Copy out each line of the data that includes the string "status".
(Excerpted records)
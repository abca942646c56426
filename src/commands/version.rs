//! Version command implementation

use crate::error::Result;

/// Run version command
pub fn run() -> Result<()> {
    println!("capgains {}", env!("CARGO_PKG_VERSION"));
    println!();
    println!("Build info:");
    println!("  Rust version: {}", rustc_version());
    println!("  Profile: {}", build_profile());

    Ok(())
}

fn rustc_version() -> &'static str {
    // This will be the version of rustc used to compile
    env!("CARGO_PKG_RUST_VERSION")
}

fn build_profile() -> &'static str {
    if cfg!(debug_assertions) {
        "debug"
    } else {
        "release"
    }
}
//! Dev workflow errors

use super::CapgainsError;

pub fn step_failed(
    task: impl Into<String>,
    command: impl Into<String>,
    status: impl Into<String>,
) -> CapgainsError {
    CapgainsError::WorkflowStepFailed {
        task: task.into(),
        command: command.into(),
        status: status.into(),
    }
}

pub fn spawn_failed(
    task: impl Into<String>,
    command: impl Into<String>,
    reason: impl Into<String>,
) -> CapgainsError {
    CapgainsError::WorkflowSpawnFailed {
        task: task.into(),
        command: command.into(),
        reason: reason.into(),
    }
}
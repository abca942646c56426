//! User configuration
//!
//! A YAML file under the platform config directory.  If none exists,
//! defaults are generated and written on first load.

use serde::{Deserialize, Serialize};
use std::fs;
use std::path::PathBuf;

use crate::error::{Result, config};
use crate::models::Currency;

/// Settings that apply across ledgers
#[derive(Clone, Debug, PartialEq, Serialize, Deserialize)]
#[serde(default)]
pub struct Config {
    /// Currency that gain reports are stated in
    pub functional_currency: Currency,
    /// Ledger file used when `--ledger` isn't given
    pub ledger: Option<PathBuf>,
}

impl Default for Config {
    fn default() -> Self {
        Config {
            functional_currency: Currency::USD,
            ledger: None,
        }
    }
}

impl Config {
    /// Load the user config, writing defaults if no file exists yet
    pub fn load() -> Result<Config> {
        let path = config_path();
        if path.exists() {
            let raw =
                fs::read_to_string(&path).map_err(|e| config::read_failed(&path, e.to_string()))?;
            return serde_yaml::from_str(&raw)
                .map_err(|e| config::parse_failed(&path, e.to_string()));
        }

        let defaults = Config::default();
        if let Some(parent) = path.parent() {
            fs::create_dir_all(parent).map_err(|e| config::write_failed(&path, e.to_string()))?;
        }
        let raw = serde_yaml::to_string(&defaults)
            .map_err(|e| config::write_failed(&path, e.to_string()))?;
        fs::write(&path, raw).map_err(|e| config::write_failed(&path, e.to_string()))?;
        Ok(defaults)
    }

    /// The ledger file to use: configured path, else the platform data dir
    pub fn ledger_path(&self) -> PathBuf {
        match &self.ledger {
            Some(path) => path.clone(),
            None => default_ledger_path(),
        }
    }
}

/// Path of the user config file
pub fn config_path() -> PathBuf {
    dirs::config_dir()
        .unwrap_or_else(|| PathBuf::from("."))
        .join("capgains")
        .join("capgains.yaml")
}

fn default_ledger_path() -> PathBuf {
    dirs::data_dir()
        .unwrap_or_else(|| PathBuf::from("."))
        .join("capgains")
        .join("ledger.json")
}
(End Excerpted records)
__Exercise solution__.
    status: impl Into<String>,
        status: status.into(),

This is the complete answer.